═══ MATERIAL FOR THIS TASK ═══

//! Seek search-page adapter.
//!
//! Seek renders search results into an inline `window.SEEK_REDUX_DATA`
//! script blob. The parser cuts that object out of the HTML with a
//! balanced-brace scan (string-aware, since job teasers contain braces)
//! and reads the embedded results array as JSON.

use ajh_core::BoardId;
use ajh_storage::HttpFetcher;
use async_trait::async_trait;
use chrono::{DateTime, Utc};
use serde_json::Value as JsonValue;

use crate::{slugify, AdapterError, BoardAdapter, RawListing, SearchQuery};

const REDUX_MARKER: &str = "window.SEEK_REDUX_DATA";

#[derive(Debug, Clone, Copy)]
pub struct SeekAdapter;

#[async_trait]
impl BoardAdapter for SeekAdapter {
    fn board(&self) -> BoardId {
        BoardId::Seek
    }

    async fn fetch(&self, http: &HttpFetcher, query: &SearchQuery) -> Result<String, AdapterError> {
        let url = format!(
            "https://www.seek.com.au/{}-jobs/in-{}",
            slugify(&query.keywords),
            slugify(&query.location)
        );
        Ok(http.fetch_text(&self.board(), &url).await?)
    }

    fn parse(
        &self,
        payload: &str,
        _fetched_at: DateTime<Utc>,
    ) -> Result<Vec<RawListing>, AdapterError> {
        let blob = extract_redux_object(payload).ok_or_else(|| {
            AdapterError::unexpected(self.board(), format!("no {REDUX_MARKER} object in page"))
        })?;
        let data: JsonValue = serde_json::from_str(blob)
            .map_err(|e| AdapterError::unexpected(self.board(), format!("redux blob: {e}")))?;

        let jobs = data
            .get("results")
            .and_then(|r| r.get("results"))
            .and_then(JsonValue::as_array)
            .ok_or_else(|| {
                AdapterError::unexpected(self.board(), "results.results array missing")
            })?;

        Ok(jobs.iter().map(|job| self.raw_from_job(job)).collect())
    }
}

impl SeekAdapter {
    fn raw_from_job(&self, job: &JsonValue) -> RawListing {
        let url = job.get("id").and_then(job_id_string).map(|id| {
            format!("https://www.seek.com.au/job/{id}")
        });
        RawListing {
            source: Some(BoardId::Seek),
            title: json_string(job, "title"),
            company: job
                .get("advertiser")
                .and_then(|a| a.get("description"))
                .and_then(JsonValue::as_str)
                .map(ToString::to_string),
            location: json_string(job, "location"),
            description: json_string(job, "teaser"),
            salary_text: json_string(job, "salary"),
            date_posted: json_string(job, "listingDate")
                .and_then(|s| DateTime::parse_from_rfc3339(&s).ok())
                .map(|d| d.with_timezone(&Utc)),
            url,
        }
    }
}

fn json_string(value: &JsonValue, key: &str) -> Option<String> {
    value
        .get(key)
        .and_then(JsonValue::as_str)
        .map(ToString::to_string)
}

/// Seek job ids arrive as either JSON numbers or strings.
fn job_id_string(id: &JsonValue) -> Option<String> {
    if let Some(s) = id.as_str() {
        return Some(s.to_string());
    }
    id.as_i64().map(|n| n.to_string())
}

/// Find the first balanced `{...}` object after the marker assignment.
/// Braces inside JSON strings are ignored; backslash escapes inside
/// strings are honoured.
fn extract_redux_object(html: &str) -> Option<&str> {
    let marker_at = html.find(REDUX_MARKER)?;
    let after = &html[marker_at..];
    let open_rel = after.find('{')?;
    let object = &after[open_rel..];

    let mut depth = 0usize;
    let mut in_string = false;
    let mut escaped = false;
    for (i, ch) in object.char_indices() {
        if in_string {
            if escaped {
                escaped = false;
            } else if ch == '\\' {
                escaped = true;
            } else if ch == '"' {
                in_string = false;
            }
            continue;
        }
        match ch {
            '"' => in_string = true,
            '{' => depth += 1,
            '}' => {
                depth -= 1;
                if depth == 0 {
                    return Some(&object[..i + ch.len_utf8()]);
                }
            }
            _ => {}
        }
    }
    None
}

═══

- **YOUR GOAL**
For each line above that includes "slugify", copy the line.

- **SOLUTION FOR THIS PROBLEM**
use crate::{slugify, AdapterError, BoardAdapter, RawListing, SearchQuery};
            slugify(&query.keywords),
            slugify(&query.location)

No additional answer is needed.